SPSS Statistics

 View Only
  • 1.  #SPSS Statistics - quantifying over/underrepresentation of sample data vs population data

    Posted Thu September 07, 2023 09:23 AM

    How to measure under/overrepresentation of results in SPSS?

    I run an employee survey. I want to assess:

    1. to what extent the results reflect the population demographics, overall (is there a single indicator?)
    2. which groups are significantly overrepresented or underrepresented in the results

    I know the population demographics (= how many employees are in each subgroup), and I also have the responses (=sample) by subgroup. 

    So, I can easily calculate what the response rate (percentage) is by subgroup and overall. 
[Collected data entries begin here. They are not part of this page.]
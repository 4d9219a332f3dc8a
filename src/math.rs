use itertools::izip;
use multiversion::multiversion;

#[inline]
pub(crate) fn logaddexp(a: f64, b: f64) -> f64 {
    if a == b {
        return a + 2f64.ln();
    }
    let diff = a - b;
    if diff > 0. {
        a + (-diff).exp().ln_1p()
    } else if diff < 0. {
        b + diff.exp().ln_1p()
    } else {
        // diff is NAN
        diff
    }
}

#[multiversion(targets("x86_64+avx+avx2+fma", "arm+neon"))]
pub(crate) fn vector_dot(a: &[f64], b: &[f64]) -> f64 {
    assert!(a.len() == b.len());
    izip!(a, b).map(|(x, y)| x * y).sum()
}

/// y += a * x
#[multiversion(targets("x86_64+avx+avx2+fma", "arm+neon"))]
pub(crate) fn axpy(x: &[f64], y: &mut [f64], a: f64) {
    assert!(x.len() == y.len());
    izip!(x, y).for_each(|(x, y)| {
        *y += a * x;
    });
}

/// out = a ⊙ b
#[multiversion(targets("x86_64+avx+avx2+fma", "arm+neon"))]
pub(crate) fn multiply(a: &[f64], b: &[f64], out: &mut [f64]) {
    let n = a.len();
    assert!(b.len() == n);
    assert!(out.len() == n);
    izip!(a, b, out).for_each(|(a, b, out)| {
        *out = a * b;
    });
}

/// out = a - b
#[multiversion(targets("x86_64+avx+avx2+fma", "arm+neon"))]
pub(crate) fn sub_out(a: &[f64], b: &[f64], out: &mut [f64]) {
    let n = a.len();
    assert!(b.len() == n);
    assert!(out.len() == n);
    izip!(a, b, out).for_each(|(a, b, out)| {
        *out = a - b;
    });
}

#[multiversion(targets("x86_64+avx+avx2+fma", "arm+neon"))]
pub(crate) fn scale(x: &mut [f64], a: f64) {
    x.iter_mut().for_each(|x| *x *= a);
}

pub(crate) fn all_finite(x: &[f64]) -> bool {
    x.iter().all(|v| v.is_finite())
}
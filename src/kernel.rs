//! Transition kernels: static HMC, fixed-time HMC and NUTS.

use rand::Rng;
use serde::Serialize;

use crate::hamiltonian::{DivergenceInfo, Hamiltonian, PhasePoint, Result, SamplerError};
use crate::integrator::{IntegrationResult, Integrator};
use crate::target::LogpFunc;
use crate::termination::Criterion;
use crate::trajectory::{nuts_transition, TrajectorySampler};

/// Divergence threshold on the energy error, relative to the energy at the
/// start of the trajectory.
pub const MAX_ENERGY_ERROR: f64 = 1000.;

/// The default maximum NUTS tree depth.
pub const DEFAULT_MAX_DEPTH: u64 = 10;

/// A Markov transition kernel over phase points.
#[derive(Debug, Clone, Copy, Serialize)]
pub enum Kernel {
    /// A fixed number of leapfrog steps with Metropolis-Hastings acceptance
    /// of the endpoint.
    Static { n_leapfrog: u64 },
    /// A fixed integration time λ: the number of steps adapts to the
    /// current step size as `max(1, round(λ/ϵ))`.
    FixedTime { length: f64 },
    /// Tree doubling with a no-U-turn termination criterion.
    Nuts {
        max_depth: u64,
        sampler: TrajectorySampler,
        criterion: Criterion,
    },
}

impl Kernel {
    pub fn static_trajectory(n_leapfrog: u64) -> Result<Kernel> {
        if n_leapfrog == 0 {
            return Err(SamplerError::BadConfig(
                "static trajectories need at least one leapfrog step",
            ));
        }
        Ok(Kernel::Static { n_leapfrog })
    }

    /// The HMCDA kernel of Hoffman & Gelman: a trajectory of fixed
    /// integration time.
    pub fn hmc_da(length: f64) -> Result<Kernel> {
        if !length.is_finite() || length <= 0. {
            return Err(SamplerError::BadConfig(
                "trajectory length must be positive",
            ));
        }
        Ok(Kernel::FixedTime { length })
    }

    pub fn nuts(max_depth: u64, sampler: TrajectorySampler, criterion: Criterion) -> Result<Kernel> {
        if max_depth == 0 {
            return Err(SamplerError::BadConfig("max_depth must be at least 1"));
        }
        if matches!(sampler, TrajectorySampler::EndPoint) {
            return Err(SamplerError::BadConfig(
                "NUTS requires a slice or multinomial trajectory sampler",
            ));
        }
        Ok(Kernel::Nuts {
            max_depth,
            sampler,
            criterion,
        })
    }

    /// Multinomial NUTS with the generalized no-U-turn criterion.
    pub fn default_nuts() -> Kernel {
        Kernel::Nuts {
            max_depth: DEFAULT_MAX_DEPTH,
            sampler: TrajectorySampler::Multinomial,
            criterion: Criterion::GeneralizedNoUTurn,
        }
    }

    /// Run one transition from `start`, whose momentum must already be
    /// refreshed.
    pub(crate) fn transition<F, R>(
        &self,
        rng: &mut R,
        hamiltonian: &mut Hamiltonian<F>,
        integrator: &Integrator,
        start: &PhasePoint,
        max_energy_error: f64,
    ) -> Result<Transition>
    where
        F: LogpFunc,
        R: Rng + ?Sized,
    {
        match self {
            Kernel::Static { n_leapfrog } => static_transition(
                rng,
                hamiltonian,
                integrator,
                start,
                *n_leapfrog,
                max_energy_error,
            ),
            Kernel::FixedTime { length } => {
                let epsilon = integrator.sample_step_size(rng);
                let n_leapfrog = ((length / epsilon).round() as i64).max(1) as u64;
                static_transition_fixed(
                    rng,
                    hamiltonian,
                    integrator,
                    epsilon,
                    start,
                    n_leapfrog,
                    max_energy_error,
                )
            }
            Kernel::Nuts {
                max_depth,
                sampler,
                criterion,
            } => {
                let (draw, info, epsilon) = nuts_transition(
                    rng,
                    hamiltonian,
                    integrator,
                    start,
                    *sampler,
                    *criterion,
                    *max_depth,
                    max_energy_error,
                )?;
                let is_accept = draw.position != start.position;
                let stats = TransitionStats {
                    n_steps: info.n_steps,
                    is_accept,
                    acceptance_rate: info.mean_accept,
                    log_density: draw.logp,
                    hamiltonian_energy: draw.energy(),
                    numerical_error: info.divergence_info.is_some(),
                    step_size: epsilon,
                    nom_step_size: integrator.nominal_step_size(),
                    tree_depth: info.depth,
                    reached_max_depth: info.reached_max_depth,
                    divergence_info: info.divergence_info,
                };
                Ok(Transition { z: draw, stats })
            }
        }
    }
}

/// The result of one kernel transition: the new phase point and its
/// diagnostics.
#[derive(Debug, Clone)]
pub struct Transition {
    pub z: PhasePoint,
    pub stats: TransitionStats,
}

/// Diagnostic information about one transition.
#[derive(Debug, Clone)]
pub struct TransitionStats {
    /// Number of leapfrog steps computed for this transition.
    pub n_steps: u64,
    /// Whether the returned point differs from the starting point.
    pub is_accept: bool,
    /// The acceptance probability (static kernels) or the mean leaf
    /// acceptance statistic (NUTS). Feeds dual averaging.
    pub acceptance_rate: f64,
    /// Log-density at the returned point.
    pub log_density: f64,
    /// Total energy at the returned point.
    pub hamiltonian_energy: f64,
    /// Whether the trajectory diverged.
    pub numerical_error: bool,
    /// The step size used for this trajectory (after jitter).
    pub step_size: f64,
    /// The nominal step size of the integrator.
    pub nom_step_size: f64,
    /// Depth of the NUTS tree; zero for static kernels.
    pub tree_depth: u64,
    /// Whether NUTS stopped because it hit the depth limit.
    pub reached_max_depth: bool,
    /// Details of the divergence, if one occurred.
    pub divergence_info: Option<DivergenceInfo>,
}

fn static_transition<F, R>(
    rng: &mut R,
    hamiltonian: &mut Hamiltonian<F>,
    integrator: &Integrator,
    start: &PhasePoint,
    n_leapfrog: u64,
    max_energy_error: f64,
) -> Result<Transition>
where
    F: LogpFunc,
    R: Rng + ?Sized,
{
    let epsilon = integrator.sample_step_size(rng);
    static_transition_fixed(
        rng,
        hamiltonian,
        integrator,
        epsilon,
        start,
        n_leapfrog,
        max_energy_error,
    )
}

fn static_transition_fixed<F, R>(
    rng: &mut R,
    hamiltonian: &mut Hamiltonian<F>,
    integrator: &Integrator,
    epsilon: f64,
    start: &PhasePoint,
    n_leapfrog: u64,
    max_energy_error: f64,
) -> Result<Transition>
where
    F: LogpFunc,
    R: Rng + ?Sized,
{
    let initial_energy = start.energy();
    let frozen = integrator.frozen(epsilon);

    let mut stats = TransitionStats {
        n_steps: n_leapfrog,
        is_accept: false,
        acceptance_rate: 0.,
        log_density: start.logp,
        hamiltonian_energy: initial_energy,
        numerical_error: false,
        step_size: epsilon,
        nom_step_size: integrator.nominal_step_size(),
        tree_depth: 0,
        reached_max_depth: false,
        divergence_info: None,
    };

    match frozen.integrate_fixed(hamiltonian, start, epsilon, n_leapfrog) {
        IntegrationResult::Err(err) => Err(err),
        IntegrationResult::Divergent(_, info) => {
            stats.numerical_error = true;
            stats.divergence_info = Some(info);
            Ok(Transition {
                z: start.clone(),
                stats,
            })
        }
        IntegrationResult::Ok(end) => {
            let energy_error = end.energy() - initial_energy;
            if !(energy_error < max_energy_error) {
                stats.numerical_error = true;
                stats.divergence_info = Some(DivergenceInfo {
                    start_location: Some(start.position.clone()),
                    start_momentum: Some(start.momentum.clone()),
                    end_location: Some(end.position.clone()),
                    energy_error: Some(energy_error),
                });
                return Ok(Transition {
                    z: start.clone(),
                    stats,
                });
            }

            let accept_prob = (-energy_error).exp().min(1.);
            stats.acceptance_rate = accept_prob;
            let accept = accept_prob >= 1. || rng.gen_bool(accept_prob);
            let z = if accept {
                stats.is_accept = true;
                stats.log_density = end.logp;
                stats.hamiltonian_energy = end.energy();
                end
            } else {
                start.clone()
            };
            Ok(Transition { z, stats })
        }
    }
}

#[cfg(test)]
mod tests {
    use super::*;
    use crate::metric::Metric;
    use crate::sampler::test_logps::NormalLogp;
    use rand::rngs::StdRng;
    use rand::SeedableRng;

    fn setup() -> (StdRng, Hamiltonian<NormalLogp>, PhasePoint) {
        let mut rng = StdRng::seed_from_u64(11);
        let mut h = Hamiltonian::new(Metric::unit(4), NormalLogp::new(4, 0.));
        let z = h.init_phasepoint(&mut rng, &[0.3; 4]).unwrap();
        let z = h.refresh_momentum(&mut rng, &z);
        (rng, h, z)
    }

    #[test]
    fn rejects_bad_config() {
        assert!(Kernel::static_trajectory(0).is_err());
        assert!(Kernel::hmc_da(0.).is_err());
        assert!(Kernel::hmc_da(-1.).is_err());
        assert!(Kernel::nuts(
            0,
            TrajectorySampler::Multinomial,
            Criterion::GeneralizedNoUTurn
        )
        .is_err());
        assert!(Kernel::nuts(
            10,
            TrajectorySampler::EndPoint,
            Criterion::GeneralizedNoUTurn
        )
        .is_err());
    }

    #[test]
    fn static_kernel_transitions() {
        let (mut rng, mut h, z) = setup();
        let kernel = Kernel::static_trajectory(16).unwrap();
        let lf = Integrator::leapfrog(0.1).unwrap();
        let t = kernel
            .transition(&mut rng, &mut h, &lf, &z, MAX_ENERGY_ERROR)
            .unwrap();
        assert_eq!(t.stats.n_steps, 16);
        assert_eq!(t.stats.tree_depth, 0);
        assert!(t.stats.acceptance_rate > 0.5);
        assert!(!t.stats.numerical_error);
    }

    #[test]
    fn hmcda_step_count_follows_length() {
        let (mut rng, mut h, z) = setup();
        let kernel = Kernel::hmc_da(1.).unwrap();
        let lf = Integrator::leapfrog(0.1).unwrap();
        let t = kernel
            .transition(&mut rng, &mut h, &lf, &z, MAX_ENERGY_ERROR)
            .unwrap();
        assert_eq!(t.stats.n_steps, 10);
    }

    #[test]
    fn divergent_static_trajectory_keeps_start() {
        let (mut rng, mut h, z) = setup();
        let kernel = Kernel::static_trajectory(4).unwrap();
        let lf = Integrator::leapfrog(1e200).unwrap();
        let t = kernel
            .transition(&mut rng, &mut h, &lf, &z, MAX_ENERGY_ERROR)
            .unwrap();
        assert!(t.stats.numerical_error);
        assert!(!t.stats.is_accept);
        assert_eq!(t.stats.acceptance_rate, 0.);
        assert_eq!(t.z.position, z.position);
    }

    #[test]
    fn nuts_kernel_transitions() {
        let (mut rng, mut h, z) = setup();
        let kernel = Kernel::default_nuts();
        let lf = Integrator::leapfrog(0.25).unwrap();
        let t = kernel
            .transition(&mut rng, &mut h, &lf, &z, MAX_ENERGY_ERROR)
            .unwrap();
        assert!(t.stats.tree_depth >= 1);
        assert!(t.z.is_valid());
        assert_eq!(t.stats.nom_step_size, 0.25);
        assert_eq!(t.stats.step_size, 0.25);
    }
}
//! Mass matrix adaptation from posterior draws.

use crate::metric::Metric;
use crate::welford::{RunningCovariance, RunningVariance};

/// Estimates a replacement metric from the draws of an adaptation window.
///
/// The variant mirrors the metric being adapted: unit metrics stay fixed,
/// diagonal metrics are estimated from marginal variances, dense metrics
/// from the full covariance.
#[derive(Debug, Clone)]
pub enum MassMatrixAdaptor {
    Unit,
    Diag(RunningVariance),
    Dense(RunningCovariance),
}

impl MassMatrixAdaptor {
    /// An adaptor matching the kind of `metric`.
    pub fn for_metric(metric: &Metric) -> MassMatrixAdaptor {
        match metric {
            Metric::Unit { .. } => MassMatrixAdaptor::Unit,
            Metric::Diag { inv, .. } => MassMatrixAdaptor::Diag(RunningVariance::new(inv.len())),
            Metric::Dense { inv, .. } => {
                MassMatrixAdaptor::Dense(RunningCovariance::new(inv.nrows()))
            }
        }
    }

    pub fn push(&mut self, position: &[f64]) {
        match self {
            MassMatrixAdaptor::Unit => {}
            MassMatrixAdaptor::Diag(est) => est.push(position),
            MassMatrixAdaptor::Dense(est) => est.push(position),
        }
    }

    pub fn count(&self) -> u64 {
        match self {
            MassMatrixAdaptor::Unit => 0,
            MassMatrixAdaptor::Diag(est) => est.count(),
            MassMatrixAdaptor::Dense(est) => est.count(),
        }
    }

    pub fn reset(&mut self) {
        match self {
            MassMatrixAdaptor::Unit => {}
            MassMatrixAdaptor::Diag(est) => est.reset(),
            MassMatrixAdaptor::Dense(est) => est.reset(),
        }
    }

    /// The metric estimated from the window, or `None` when there is
    /// nothing to update (unit metric, or a singular estimate, which keeps
    /// the previous metric in place).
    pub fn finalize(&self) -> Option<Metric> {
        match self {
            MassMatrixAdaptor::Unit => None,
            MassMatrixAdaptor::Diag(est) => match Metric::diag(est.estimate()) {
                Ok(metric) => Some(metric),
                Err(err) => {
                    log::warn!("keeping previous mass matrix: {err}");
                    None
                }
            },
            MassMatrixAdaptor::Dense(est) => match Metric::dense(est.estimate()) {
                Ok(metric) => Some(metric),
                Err(err) => {
                    log::warn!("keeping previous mass matrix: {err}");
                    None
                }
            },
        }
    }
}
    So, I can also run a Chi-Square analysis and compare within each demographic category if certain profiles have significantly higher response rates than other, for example, do certain functions respond more than other functions, do people with low seniority respond less frequently than people with longer tenure etc.

    The question:

    But how can I quantify to what extent certain groups (functions, seniority levels, …) are overrepresented or underrepresented in the survey results as a whole?

    Imagine visually two pie charts. One with the population distribution over functions, seniority levels, mgr/employee, location… all in one pie chart. And another one with the distribution of the same demographics in the sample (the responses). I guess, I need to compare the proportions of the population pie with the proportions of the sample pie. 

    I have difficulty putting that into practice in SPSS. How to organize my datasheet? Do I need to use an intermediate step through OMS? What analysis to choose? Any ideas?

    A related question could be: is there something like "post-stratification" possible in SPSS? In other words, if groups are underrepresented or overrepresented, can I extrapolate / reduce their results to make them reflect the population more accurately?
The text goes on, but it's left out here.